# Hello from Canada



## fishinfool (Mar 23, 2009)

My name is Adam, I live in the Rockies on the west side of Alberta. Love to hunt and fish.  The thing I love the most about hunting and fishing is the finished product.  Jerky, pepperoni, all types of sausage, smokies, and just decided to get into smoking fish.

I operate out of a custom.  Added a second inside door on an old fridge with piano hinges, it is a thin piece of sheet metal with an analog temp gauge inserted in it. The main door is not impeded by the second one. Added a hot plate on the bottom for heat, added a perforated plate about 6 inches above hot plate for good distribution. Added a fan/heater coil from an old electric heater in the back of the fridge for more air movement.  Drilled in a damper and flu on the top of the unit and a digital temp guage on the side. So far...works excellent.

I just acquired a Little Chief as well and am hoping to do some fish soon.
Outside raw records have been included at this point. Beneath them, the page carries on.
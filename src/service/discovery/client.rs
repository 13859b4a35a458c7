//! Client-side discovery.
//!
//! Called once after opening a session, before any real requests; the
//! result is cached for the session's lifetime so repeated lookups cost
//! nothing.

use core::fmt;

use crate::call::{ENCODING_PACKED, ENCODING_POSTCARD};
use crate::caller::{CallerError, RpcCaller};
use crate::service::status;

use super::opcode;
use super::serializer::{
    DiscoverySerializer, PackedDiscoverySerializer, PostcardDiscoverySerializer,
};
use super::ServiceInfo;

/// Errors from a discovery exchange.
#[derive(Debug, Clone, Copy, PartialEq, Eq)]
pub enum DiscoveryError {
    /// The call itself failed at the RPC level.
    Call(CallerError),
    /// The provider answered, but the operation failed with this status.
    Operation(i32),
    /// The session's encoding has no discovery serializer on this side.
    UnsupportedEncoding,
}

impl fmt::Display for DiscoveryError {
    fn fmt(&self, f: &mut fmt::Formatter<'_>) -> fmt::Result {
        match self {
            Self::Call(e) => write!(f, "discovery call failed: {e}"),
            Self::Operation(code) => write!(f, "discovery rejected: op status {code}"),
            Self::UnsupportedEncoding => write!(f, "no serializer for session encoding"),
        }
    }
}

impl From<CallerError> for DiscoveryError {
    fn from(e: CallerError) -> Self {
        Self::Call(e)
    }
}

/// Session-scoped discovery cache.
#[derive(Default)]
pub struct DiscoveryClient {
    cached: Option<ServiceInfo>,
}

impl DiscoveryClient {
    pub fn new() -> Self {
        Self { cached: None }
    }

    /// The service info for the endpoint behind `caller`, fetched on
    /// first use and cached afterwards.
    pub fn service_info(
        &mut self,
        caller: &mut dyn RpcCaller,
    ) -> Result<ServiceInfo, DiscoveryError> {
        if let Some(info) = self.cached {
            return Ok(info);
        }

        let serializer = serializer_for(caller.encoding())
            .ok_or(DiscoveryError::UnsupportedEncoding)?;

        // GET_SERVICE_INFO carries no request parameters.
        let (handle, _) = caller.begin(0)?;
        let result = match caller.invoke(handle, opcode::GET_SERVICE_INFO) {
            Ok(outcome) => match outcome.op_status {
                Some(status::SUCCESS) => serializer
                    .deserialize_service_info(outcome.response)
                    .map_err(|e| DiscoveryError::Call(CallerError::Transport(e))),
                other => Err(DiscoveryError::Operation(other.unwrap_or(status::INTERNAL))),
            },
            Err(e) => Err(DiscoveryError::Call(e)),
        };
        caller.end(handle);

        let info = result?;
        self.cached = Some(info);
        Ok(info)
    }
}

fn serializer_for(encoding: u32) -> Option<&'static dyn DiscoverySerializer> {
    match encoding {
        ENCODING_PACKED => Some(&PackedDiscoverySerializer),
        ENCODING_POSTCARD => Some(&PostcardDiscoverySerializer),
        _ => None,
    }
}
//! Mock echo provider for integration tests.
//!
//! One opcode: decode the TLV record tagged [`TAG_REQ`] from the request
//! and echo its value back tagged [`TAG_RESP`]. Small enough to read in
//! one glance, which makes it the reference endpoint for exercising the
//! caller and transport layers.

use trustgate::call::CallRequest;
use trustgate::endpoint::CallEndpoint;
use trustgate::error::{RpcError, RpcResult};
use trustgate::tlv::{tlv_find, TlvWriter};

pub const OPCODE_ECHO: u32 = 0x0042;
pub const TAG_REQ: u32 = 1;
pub const TAG_RESP: u32 = 2;

pub struct EchoProvider {
    pub calls: u32,
}

impl EchoProvider {
    pub fn new() -> Self {
        Self { calls: 0 }
    }
}

impl CallEndpoint for EchoProvider {
    fn receive(&mut self, req: &mut CallRequest<'_>) -> RpcResult {
        if req.opcode != OPCODE_ECHO {
            return Err(RpcError::InvalidOpcode);
        }
        self.calls += 1;

        let mut staged = [0u8; 256];
        let value = tlv_find(req.request.payload(), TAG_REQ)
            .map_err(|_| RpcError::InvalidRequestBody)?
            .ok_or(RpcError::InvalidRequestBody)?;
        if value.len() > staged.len() {
            return Err(RpcError::InvalidRequestBody);
        }
        staged[..value.len()].copy_from_slice(value);
        let staged = &staged[..value.len()];

        let mut writer = TlvWriter::new(req.response.writable());
        writer
            .put(TAG_RESP, staged)
            .map_err(|_| RpcError::InvalidResponseBody)?;
        let used = writer.finish();
        req.response
            .set_used(used)
            .map_err(|_| RpcError::InvalidResponseBody)?;

        req.set_op_status(0);
        Ok(())
    }
}
//! MAC operation handlers.
//!
//! Same lifecycle as the hash handlers, with two differences: setup
//! carries key material, validated before a pool slot is committed, and
//! the context retains its key block until the pool scrubs it on free.

use log::{info, warn};

use crate::call::CallRequest;
use crate::error::{RpcError, RpcResult};
use crate::service::status;

use super::{alg, CryptoOperation, CryptoProvider, MacOperation, OP_KIND_MAC};

pub(super) fn setup(p: &mut CryptoProvider, req: &mut CallRequest<'_>) -> RpcResult {
    let serializer = p
        .mac_serializer(req.encoding)
        .ok_or(RpcError::SerializationNotSupported)?;
    let (alg_id, key) = serializer.deserialize_mac_setup_req(req.request.payload())?;

    if alg_id != alg::HMAC_SHA256 {
        req.set_op_status(status::NOT_SUPPORTED);
        return Ok(());
    }

    let Some(op) = MacOperation::new(key) else {
        req.set_op_status(status::INVALID_ARGUMENT);
        return Ok(());
    };

    let (handle, slot) = match p.pool.alloc(OP_KIND_MAC, req.caller_id) {
        Ok(claimed) => claimed,
        Err(e) => {
            warn!("crypto[{}]: mac setup: {e}", req.caller_id);
            return Err(RpcError::ResourceFailure);
        }
    };
    *slot = CryptoOperation::Mac(op);

    if let Err(e) = serializer.serialize_mac_setup_resp(&mut req.response, handle) {
        p.pool.free(OP_KIND_MAC, req.caller_id, handle);
        return Err(e);
    }

    info!("crypto[{}]: mac setup -> handle {handle}", req.caller_id);
    req.set_op_status(status::SUCCESS);
    Ok(())
}

pub(super) fn update(p: &mut CryptoProvider, req: &mut CallRequest<'_>) -> RpcResult {
    let serializer = p
        .mac_serializer(req.encoding)
        .ok_or(RpcError::SerializationNotSupported)?;
    let (handle, data) = serializer.deserialize_mac_update_req(req.request.payload())?;

    match p.pool.find(OP_KIND_MAC, req.caller_id, handle) {
        Some(CryptoOperation::Mac(op)) => {
            op.update(data);
            req.set_op_status(status::SUCCESS);
        }
        _ => {
            warn!("crypto[{}]: mac update: no context {handle}", req.caller_id);
            req.set_op_status(status::BAD_STATE);
        }
    }
    Ok(())
}

pub(super) fn sign(p: &mut CryptoProvider, req: &mut CallRequest<'_>) -> RpcResult {
    let serializer = p
        .mac_serializer(req.encoding)
        .ok_or(RpcError::SerializationNotSupported)?;
    let handle = serializer.deserialize_mac_sign_req(req.request.payload())?;

    let tag = match p.pool.find(OP_KIND_MAC, req.caller_id, handle) {
        Some(CryptoOperation::Mac(op)) => op.sign(),
        _ => {
            req.set_op_status(status::BAD_STATE);
            return Ok(());
        }
    };
    // Free scrubs the key block before the slot can be reassigned.
    p.pool.free(OP_KIND_MAC, req.caller_id, handle);

    serializer.serialize_mac_sign_resp(&mut req.response, &tag)?;
    req.set_op_status(status::SUCCESS);
    Ok(())
}

pub(super) fn abort(p: &mut CryptoProvider, req: &mut CallRequest<'_>) -> RpcResult {
    let serializer = p
        .mac_serializer(req.encoding)
        .ok_or(RpcError::SerializationNotSupported)?;
    let handle = serializer.deserialize_mac_abort_req(req.request.payload())?;

    if p.pool.free(OP_KIND_MAC, req.caller_id, handle) {
        info!("crypto[{}]: mac abort {handle}", req.caller_id);
        req.set_op_status(status::SUCCESS);
    } else {
        req.set_op_status(status::BAD_STATE);
    }
    Ok(())
}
I just found this site a couple days ago and, it is awesome.  There is some great info on here. Great job guys, it's pretty cool to see the enthusiasm.


----------



## gnubee (Mar 23, 2009)

Welcome to the SMF from BC. I lived in Fawcett Alberta for 4 1/2 years. Where in the rockies are you. I also lived in Jasper one summer.


----------



## pineywoods (Mar 23, 2009)

Adam welcome to SMF glad you joined us. Sounds like a great smoker if you get a chance post some pics we like seeing custom rigs. Have fun and happy smoking


----------



## erain (Mar 23, 2009)

hea adam, welcome to SMF!!!  lotsa other hunters and fisherpeople here so you are in good company!!!  cant wait to get in on some of your smokes!!!


----------



## richoso1 (Mar 23, 2009)

hello Adam, and welcome to the best smoking site on Mother Earth. There is plenty of good reading available, so grab a subject.


----------



## irishteabear (Mar 23, 2009)

Welcome to SMF.  Glad you found us.


----------



## cowgirl (Mar 23, 2009)

Welcome to the forum Adam, looking forward to your input here.


----------



## bassman (Mar 23, 2009)

Welcome to the forum.  Glad to have you aboard.


----------



## wutang (Mar 23, 2009)

Welcome from another smoker named Adam. Glad to have you here.


----------



## seenred (Mar 23, 2009)

Welcome to SMF, Adam!  Glad you found us.  You'll like this site, lots of expert and friendly help available.


----------



## grothe (Mar 23, 2009)

Welcome aboard Adam....lookin forward to seein your pics


----------



## fired up (Mar 23, 2009)

Welcome to the forums!


----------



## BandCollector (Mar 23, 2009)

Welcome from Pittsburgh, PA


----------



## carpetride (Mar 24, 2009)

Welcome to SMF!  There are quite a few Little Chef's running around here.


----------



## smokyjeff (Mar 25, 2009)

_*Welcome to the board. Great resource here. 
	

	
	
		
		



		
		
	


	



*_


----------



## farnsworth (Mar 26, 2009)

Welcome from Ontario as well!


----------



## tasunkawitko (Mar 28, 2009)

hi, adam - welcome to the SMF! the little chief is just about perfect for fish, cheese, jerky and other things. i'll be sure to send you instructions on monday.

good luck!

ron


----------



## sumosmoke (Mar 28, 2009)

Welcome to the SMF Family, Adam! Glad to have ya sharing some smoke with us. Looking forward to some future posts and qvue from ya!


----------



## teacup13 (Mar 28, 2009)

welcome from ontario here as well... you will enjoy SMF... lots of friendly people with even more things to learn


----------



## cruizer (Mar 28, 2009)

Welcome Adam to the greatest smoke forum! Greeting from Arizona, USA!!


----------



## pensacolajim (Mar 28, 2009)

Welcome Adam,
I tried some fish yesterday for the first time.
I soaked them in the brime too long. They were to salty!
I did them whole, soaked them overnight and smoked them with Alder for 6 hours, dried them out a bit.
Let me know how yours come out, good luck.
Jim


----------